Il calciatore belga: «Ho ancora un anno di contratto»
Il futuro di Romelu Lukaku non passa dall’Anderlecht, almeno non questa estate. Il centravanti belga conferma il desiderio di tornare un giorno nel club in cui tutto è iniziato, ma precisa che ora il rapporto con il Napoli è sereno. «Ho ancora un anno di contratto con il Napoli» e «non ho chiesto io la cessione al club», chiarisce Lukaku a RTBF. Il centravanti belga non nasconde il fastidio per il racconto fatto in Italia: «Alcuni media italiani» hanno affrontato la vicenda in un modo che non gli è piaciuto. Per lui «tutto è stato esagerato».
«Non sono venuto in Belgio in vacanza», precisa Lukaku. Il motivo del viaggio era un altro: «Volevo tornare a essere la versione migliore di me stesso il più velocemente possibile». I primi segnali erano arrivati «due settimane prima della pausa per le nazionali», a fine marzo. «Sentivo già che qualcosa non andava», racconta. Una situazione che lo aveva innervosito, perché in quelle condizioni «non potevo certo fare bene al Napoli».
Da lì la scelta dei controlli: «Sono venuto in Belgio per fare una risonanza magnetica». Poi l’esito: «È venuto fuori qualcos’altro, un sovraccarico del muscolo». A quel punto, spiega Lukaku, il Napoli è stato informato: «Ho chiamato la dirigenza» per dire che sarebbe tornato «non appena le cose si fossero normalizzate».
Il rapporto col Napoli
Sul rapporto con il club azzurro, l’attaccante usa parole nette: «Ora è tutto tranquillo. Non c’è nessun problema». Lukaku aggiunge che «tutti capiscono» le ragioni della sua scelta: «Ho parlato anche con l’allenatore».

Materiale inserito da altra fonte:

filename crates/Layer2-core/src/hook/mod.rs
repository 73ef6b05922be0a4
//! # Hook System
//!
//! 호스트 이벤트 하나를 받아 묶인 behavior 를 실행하고 응답 하나로 접는다.
//!
//! ## 구성
//!
//! - `types`: 이벤트 타입, tool 매처, HookResult
//! - `behavior`: Behavior trait, BehaviorRegistry, BehaviorSelector
//! - `context`: behavior 에 넘기는 HookInvocationContext
//! - `dispatcher`: 정책 적용 + 순차 실행 + 응답 접기
//!
//! ## 정책 우선순위
//!
//! ```text
//! 설정 비활성 (호출 안 함)
//!   > 세션 억제 (건너뜀)
//!   > 하위 컨텍스트 비활성 (건너뜀)
//!   > 정상 실행
//! ```
//!
//! ## 예시
//!
//! ```ignore
//! let registry = builtin_registry();
//! let dispatcher = Dispatcher::new(registry, settings, sessions, project_root);
//! let response = dispatcher.dispatch(payload, &BehaviorSelector::All).await;
//! std::process::exit(response.exit_code);
//! ```

mod behavior;
mod context;
mod dispatcher;
mod types;

pub use behavior::{Behavior, BehaviorRegistry, BehaviorSelector};
pub use context::HookInvocationContext;
pub use dispatcher::{
    DispatchResponse, Dispatcher, SkipReason, EXIT_BLOCK, EXIT_ERROR, EXIT_SUCCESS,
};
pub use types::{Decision, HookEventType, HookResult, HookStatus, StructuredDecision, ToolMatcher};
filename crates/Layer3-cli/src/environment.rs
//! 실행 환경 해석 - 작업 디렉토리, 프로젝트 루트, 설정, 세션 저장소

use anyhow::Context;
use forgehook_core::EventPayload;
use forgehook_foundation::{
    resolve_project_root, ConfigLoader, EnvOverrides, HookSettings, SessionStore,
};
use std::path::{Path, PathBuf};
use tracing::{debug, warn};

/// 한 번의 호출에 필요한 환경
pub struct Environment {
    pub working_dir: PathBuf,
    pub project_root: PathBuf,
    pub settings: HookSettings,
    pub sessions: SessionStore,
}

impl Environment {
    /// 페이로드의 `cwd` > 현재 디렉토리 순으로 작업 디렉토리를 정하고 나머지를 해석
    pub fn resolve(payload: &EventPayload) -> anyhow::Result<Self> {
        let working_dir = match &payload.cwd {
            Some(cwd) if cwd.is_dir() => cwd.clone(),
            _ => std::env::current_dir().context("Cannot determine working directory")?,
        };

        let overrides = EnvOverrides::from_env();
        let discovered = resolve_project_root(
            overrides.project_root.as_deref(),
            overrides.host_project_dir.as_deref(),
            &working_dir,
        );

        let mut settings = ConfigLoader::new(&discovered).load_all();
        overrides.apply(&mut settings);

        // 설정 파일의 projectRoot 는 탐색 결과보다 우선
        let project_root = match &settings.project_root {
            Some(root) => resolve_project_root(Some(root.as_path()), None, &working_dir),
            None => discovered,
        };

        let sessions = open_sessions(settings.state_dir.as_deref(), SessionStore::global);

        debug!(
            working_dir = %working_dir.display(),
            project_root = %project_root.display(),
            state_dir = %sessions.state_dir().display(),
            "Resolved environment"
        );

        Ok(Self {
            working_dir,
            project_root,
            settings,
            sessions,
        })
    }
}

/// 세션 저장소 선택: 설정값 > 기본 위치 > 임시 디렉토리
///
/// 기본 위치를 찾지 못해도 호출은 계속된다.
fn open_sessions(
    configured: Option<&Path>,
    global: impl FnOnce() -> forgehook_foundation::Result<SessionStore>,
) -> SessionStore {
    if let Some(dir) = configured {
        return SessionStore::new(dir);
    }
    match global() {
        Ok(store) => store,
        Err(e) => {
            let fallback = fallback_state_dir();
            warn!(
                error = %e,
                state_dir = %fallback.display(),
                "Cannot locate session state directory, using temporary location"
            );
            SessionStore::new(fallback)
        }
    }
}

fn fallback_state_dir() -> PathBuf {
    std::env::temp_dir().join("forgehook").join("sessions")
}
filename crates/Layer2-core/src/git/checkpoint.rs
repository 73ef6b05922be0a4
//! Checkpoint System
//!
//! Records the full working tree as a named entry in the stash list without
//! touching the index or the working tree.
//!
//! Procedure:
//! 1. Nothing pending → nothing to checkpoint
//! 2. Write the real index as a tree (the staged selection)
//! 3. Copy the index, `add -A` into the copy, write that as a tree
//! 4. Build a stash-shaped commit pair and `git stash store` it
//! 5. Verify the real index still writes the same tree (mismatch is an error)

use super::ops::GitOps;
use chrono::{DateTime, SecondsFormat, Utc};
use forgehook_foundation::{Error, Result};
use std::path::PathBuf;
use tracing::{debug, info, warn};

/// Prefix of every checkpoint entry in the stash list
pub const CHECKPOINT_PREFIX: &str = "forgehook checkpoint";

// ============================================================================
// Checkpoint Types
// ============================================================================

/// A recorded checkpoint
#[derive(Debug, Clone, PartialEq, Eq)]
pub struct Checkpoint {
    /// Label given by the caller
    pub label: String,

    /// Stash commit holding the full snapshot
    pub commit: String,

    /// Tree of the staged selection at creation time
    pub staged_tree: String,

    /// Stash list message
    pub message: String,

    /// When the checkpoint was created
    pub created_at: DateTime<Utc>,
}

/// Result of a checkpoint attempt
#[derive(Debug, Clone, PartialEq, Eq)]
pub enum CheckpointOutcome {
    /// Working tree and index are clean
    NothingToCheckpoint,
    /// Snapshot recorded
    Created(Checkpoint),
}

/// Stash list message for a checkpoint
pub fn checkpoint_message(label: &str, at: DateTime<Utc>) -> String {
    format!(
        "{}: {} @ {}",
        CHECKPOINT_PREFIX,
        label,
        at.to_rfc3339_opts(SecondsFormat::Secs, true)
    )
}

// ============================================================================
// Checkpoint creation
// ============================================================================

/// Create a checkpoint of all pending modifications
pub async fn create_checkpoint(git: &GitOps, label: &str) -> Result<CheckpointOutcome> {
    let status = git.status().await?;
    if !status.has_pending() {
        debug!("Working tree clean, nothing to checkpoint");
        return Ok(CheckpointOutcome::NothingToCheckpoint);
    }

    // Staged selection
    let staged_tree = git.write_tree().await?;
    let head = git.head().await;

    // Full snapshot through a private copy of the index
    let scratch = ScratchIndex::create(git).await?;
    let snapshot = git.snapshot_tree(&scratch.path).await;
    drop(scratch);
    let worktree_tree = snapshot?;

    let created_at = Utc::now();
    let message = checkpoint_message(label, created_at);

    let mut parents: Vec<&str> = head.iter().map(String::as_str).collect();
    let index_commit = git
        .commit_tree(&staged_tree, &parents, &format!("index on {}", label))
        .await?;
    parents.push(&index_commit);
    let commit = git.commit_tree(&worktree_tree, &parents, &message).await?;

    git.stash_store(&commit, &message).await?;

    verify_staging(git, &staged_tree).await?;

    info!(label, commit = %commit, "Created checkpoint");

    Ok(CheckpointOutcome::Created(Checkpoint {
        label: label.to_string(),
        commit,
        staged_tree,
        message,
        created_at,
    }))
}

/// The staged selection must be identical after the checkpoint
///
/// A mismatch is reported, never repaired.
async fn verify_staging(git: &GitOps, expected_tree: &str) -> Result<()> {
    let actual = git.write_tree().await?;
    if actual == expected_tree {
        return Ok(());
    }

    warn!(
        expected = expected_tree,
        actual = %actual,
        "Staged selection changed during checkpoint"
    );
    Err(Error::Git(format!(
        "Staged selection changed during checkpoint: expected tree {}, found {}",
        expected_tree, actual
    )))
}

// ============================================================================
// Scratch index
// ============================================================================

/// Temporary copy of the index, removed on drop
struct ScratchIndex {
    path: PathBuf,
}

impl ScratchIndex {
    async fn create(git: &GitOps) -> Result<Self> {
        let git_dir = git.git_dir().await?;
        let path = git_dir.join(format!("forgehook-index-{}", uuid::Uuid::new_v4()));

        let real_index = git_dir.join("index");
        if real_index.exists() {
            std::fs::copy(&real_index, &path).map_err(|e| {
                Error::Git(format!(
                    "Failed to copy index to {}: {}",
                    path.display(),
                    e
                ))
            })?;
        }

        Ok(Self { path })
    }
}

impl Drop for ScratchIndex {
    fn drop(&mut self) {
        if self.path.exists() {
            if let Err(e) = std::fs::remove_file(&self.path) {
                warn!(path = %self.path.display(), error = %e, "Failed to remove scratch index");
            }
        }
    }
}

// ============================================================================
// Tests
// ============================================================================
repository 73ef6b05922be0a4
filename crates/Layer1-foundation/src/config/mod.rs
//! Config - behavior 설정 관리
//!
//! - `settings.rs` - HookSettings / BehaviorSettings
//! - `loader.rs` - 계층 설정 로더 + 환경 변수

mod loader;
mod settings;

pub use loader::{
    load_settings_from_file, resolve_project_root, strip_json_comments, ConfigLoader,
    EnvOverrides, CONFIG_DIR_NAME, ENV_HOST_PROJECT_DIR, ENV_PROJECT_ROOT, ENV_STATE_DIR,
};
pub use settings::{BehaviorSettings, HookSettings, SubContext};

Il richiamo dell’Anderlecht resta, ma non riguarda l’immediato. «Ne parlo molto con mio figlio», ammette il centravanti. «Un giorno tornerò a casa», perché è lì che vuole restare «con la mia famiglia». Ma non ora: «Non questa estate». L’Anderlecht, aggiunge Lukaku, «sa che voglio tornare a giocare dove tutto è cominciato». La tempistica, però, è rinviata: «Non sarà quest’anno».
Mondiali e obiettivo 2030
Sulle condizioni fisiche, il belga si dice fiducioso: «Mi sento sempre meglio». Nei test di velocità, racconta, ha raggiunto «i 35,5 chilometri orari». Un dato che per lui pesa: «Da anni non ero così veloce». Il nodo resta il campo: «L’unica cosa che mi manca sono le partite». Per questo Lukaku non vuole forzare: «Non parto con l’idea di essere titolare» né di giocare «per un’ora». Una prospettiva che giudica irrealistica: «Pensarlo sarebbe folle».

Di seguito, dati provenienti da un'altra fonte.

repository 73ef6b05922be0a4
//! Session Policy Store - 세션 단위 Hook 억제 상태
//!
//! 세션 ID 마다 JSON 레코드 하나를 `<state_dir>/<session_id>.json` 에 저장한다.
//! 레코드는 첫 억제 시 생성되고, enable/disable 마다 갱신되며, 자동 삭제되지 않는다.
//!
//! 손상되었거나 읽을 수 없는 레코드는 "억제 없음" 으로 취급한다.

use crate::storage::JsonStore;
use crate::{Error, Result};
use chrono::{DateTime, Utc};
use regex::Regex;
use serde::{Deserialize, Serialize};
use std::collections::BTreeSet;
use std::path::{Path, PathBuf};
use std::sync::OnceLock;
use tracing::{debug, info, warn};

// ============================================================================
// SessionRecord
// ============================================================================

/// 세션 하나의 억제 상태
#[derive(Debug, Clone, PartialEq, Eq, Serialize, Deserialize)]
#[serde(rename_all = "camelCase")]
pub struct SessionRecord {
    /// 세션 ID
    pub session_id: String,

    /// 이 세션에서만 억제된 behavior 이름들 (중복 없음)
    #[serde(default)]
    pub suppressed: BTreeSet<String>,

    /// 마지막 갱신 시각
    pub last_updated: DateTime<Utc>,

    /// 레코드를 만든 작업 디렉토리
    pub origin_dir: PathBuf,
}

impl SessionRecord {
    pub fn new(session_id: impl Into<String>, origin_dir: impl Into<PathBuf>) -> Self {
        Self {
            session_id: session_id.into(),
            suppressed: BTreeSet::new(),
            last_updated: Utc::now(),
            origin_dir: origin_dir.into(),
        }
    }
}

/// suppress / restore 결과
#[derive(Debug, Clone, Copy, PartialEq, Eq)]
pub enum PolicyChange {
    /// 새로 억제됨
    Suppressed,
    /// 이미 억제된 상태
    AlreadySuppressed,
    /// 억제 해제됨
    Restored,
    /// 이미 활성 상태
    AlreadyActive,
}

impl PolicyChange {
    /// 상태가 실제로 바뀌었는지
    pub fn changed(&self) -> bool {
        matches!(self, PolicyChange::Suppressed | PolicyChange::Restored)
    }
}

impl std::fmt::Display for PolicyChange {
    fn fmt(&self, f: &mut std::fmt::Formatter<'_>) -> std::fmt::Result {
        match self {
            Self::Suppressed => write!(f, "suppressed"),
            Self::AlreadySuppressed => write!(f, "already suppressed"),
            Self::Restored => write!(f, "restored"),
            Self::AlreadyActive => write!(f, "already active"),
        }
    }
}

// ============================================================================
// Session ID
// ============================================================================

static SESSION_ID_RE: OnceLock<Option<Regex>> = OnceLock::new();

fn session_id_re() -> Option<&'static Regex> {
    SESSION_ID_RE
        .get_or_init(|| {
            Regex::new(
                r"[0-9a-fA-F]{8}-[0-9a-fA-F]{4}-[0-9a-fA-F]{4}-[0-9a-fA-F]{4}-[0-9a-fA-F]{12}",
            )
            .ok()
        })
        .as_ref()
}

/// 호스트가 넘겨준 transcript 경로에서 세션 ID 추출
///
/// 경로의 마지막 UUID 를 세션 ID 로 본다 (`.../<uuid>.jsonl`).
pub fn extract_session_id(transcript_path: &str) -> Option<String> {
    session_id_re()?
        .find_iter(transcript_path)
        .last()
        .map(|m| m.as_str().to_ascii_lowercase())
}

/// 명시적으로 주어진 세션 ID 검증 (파일명으로 안전한지)
pub fn validate_session_id(session_id: &str) -> Result<()> {
    let valid = !session_id.is_empty()
        && session_id.len() <= 128
        && session_id
            .chars()
            .all(|c| c.is_ascii_alphanumeric() || c == '-' || c == '_');
    if valid {
        Ok(())
    } else {
        Err(Error::InvalidInput(format!(
            "Invalid session id: {:?}",
            session_id
        )))
    }
}

// ============================================================================
// SessionStore
// ============================================================================

/// 세션 정책 저장소
#[derive(Debug, Clone)]
pub struct SessionStore {
    store: JsonStore,
}

impl SessionStore {
    pub fn new(state_dir: impl Into<PathBuf>) -> Self {
        Self {
            store: JsonStore::new(state_dir),
        }
    }

    /// 기본 위치 (~/.forgehook/sessions)
    pub fn global() -> Result<Self> {
        let base = JsonStore::global()?;
        Ok(Self::new(base.base_dir().join("sessions")))
    }

    pub fn state_dir(&self) -> &Path {
        self.store.base_dir()
    }

    fn filename(session_id: &str) -> String {
        format!("{}.json", session_id)
    }

    /// 레코드 로드 (없거나 손상되면 None)
    pub fn record(&self, session_id: &str) -> Option<SessionRecord> {
        if validate_session_id(session_id).is_err() {
            return None;
        }
        match self.store.load_optional::<SessionRecord>(&Self::filename(session_id)) {
            Ok(record) => record,
            Err(e) => {
                warn!(session_id, error = %e, "Ignoring unreadable session record");
                None
            }
        }
    }

    /// 억제된 behavior 목록
    pub fn suppressed(&self, session_id: &str) -> BTreeSet<String> {
        self.record(session_id)
            .map(|r| r.suppressed)
            .unwrap_or_default()
    }

    /// behavior 가 이 세션에서 억제되었는지
    pub fn is_suppressed(&self, session_id: &str, behavior: &str) -> bool {
        self.record(session_id)
            .map(|r| r.suppressed.contains(behavior))
            .unwrap_or(false)
    }

    /// 세션에서 behavior 억제
    pub fn suppress(
        &self,
        session_id: &str,
        behavior: &str,
        origin_dir: &Path,
    ) -> Result<PolicyChange> {
        validate_session_id(session_id)?;

        let mut record = self
            .record(session_id)
            .unwrap_or_else(|| SessionRecord::new(session_id, origin_dir));

        if !record.suppressed.insert(behavior.to_string()) {
            debug!(session_id, behavior, "Behavior already suppressed");
            return Ok(PolicyChange::AlreadySuppressed);
        }

        record.last_updated = Utc::now();
        self.store.save(&Self::filename(session_id), &record)?;
        info!(session_id, behavior, "Suppressed behavior for session");
        Ok(PolicyChange::Suppressed)
    }

    /// 세션에서 behavior 억제 해제
    pub fn restore(&self, session_id: &str, behavior: &str) -> Result<PolicyChange> {
        validate_session_id(session_id)?;

        let Some(mut record) = self.record(session_id) else {
            return Ok(PolicyChange::AlreadyActive);
        };

        if !record.suppressed.remove(behavior) {
            debug!(session_id, behavior, "Behavior already active");
            return Ok(PolicyChange::AlreadyActive);
        }

        record.last_updated = Utc::now();
        self.store.save(&Self::filename(session_id), &record)?;
        info!(session_id, behavior, "Restored behavior for session");
        Ok(PolicyChange::Restored)
    }
}
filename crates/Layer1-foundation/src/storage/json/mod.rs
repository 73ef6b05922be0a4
mod store;

pub use store::JsonStore;
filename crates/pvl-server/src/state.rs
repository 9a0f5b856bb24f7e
use std::sync::Arc;

use pvl_ledger::{Ledger, LedgerWriter};
use pvl_provenance::ProvenanceService;
use pvl_store::RecordStore;

use crate::config::ServerConfig;
use crate::error::{ServerError, ServerResult};

/// Store handle the server runs on; the backend is picked by config.
pub type DynStore = Box<dyn RecordStore>;

/// Shared handler state.
#[derive(Clone)]
pub struct AppState {
    pub ledger: Arc<Ledger<DynStore>>,
    pub provenance: Arc<ProvenanceService<DynStore>>,
    pub config: Arc<ServerConfig>,
}

impl AppState {
    /// Open the configured store and make sure it has a genesis record.
    pub fn open(config: ServerConfig) -> ServerResult<Self> {
        let store = config.storage.open()?;
        Self::with_store(config, store)
    }

    pub fn with_store(config: ServerConfig, store: DynStore) -> ServerResult<Self> {
        let ledger = Arc::new(Ledger::new(store));
        ledger.ensure_genesis().map_err(ServerError::from)?;
        let provenance = ProvenanceService::new(Arc::clone(&ledger))
            .with_append_attempts(config.append_attempts);
        Ok(Self {
            ledger,
            provenance: Arc::new(provenance),
            config: Arc::new(config),
        })
    }

    /// Run blocking ledger work off the async executor.
    pub async fn blocking<T, F>(&self, f: F) -> ServerResult<T>
    where
        F: FnOnce(&Self) -> ServerResult<T> + Send + 'static,
        T: Send + 'static,
    {
        let state = self.clone();
        tokio::task::spawn_blocking(move || f(&state))
            .await
            .map_err(|e| ServerError::Internal(e.to_string()))?
    }
}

L’obiettivo è arrivare pronto e incidere nel torneo: «Farò di tutto per essere pronto» e poi potrò «dare un contributo alla squadra più avanti». Il messaggio, però, è rassicurante: «Niente panico, sarò già in forma nella fase a gironi». Il programma va oltre il prossimo Mondiale: «Voglio ancora disputare almeno altri due grandi tornei». Lukaku rivendica di avere «sempre la stessa voglia» e di curare il fisico per «giocare a lungo». La linea d’arrivo è già fissata: «Voglio continuare fino alla Coppa del Mondo 2030». Allora avrà 37 anni. «Dopo, sarà finita».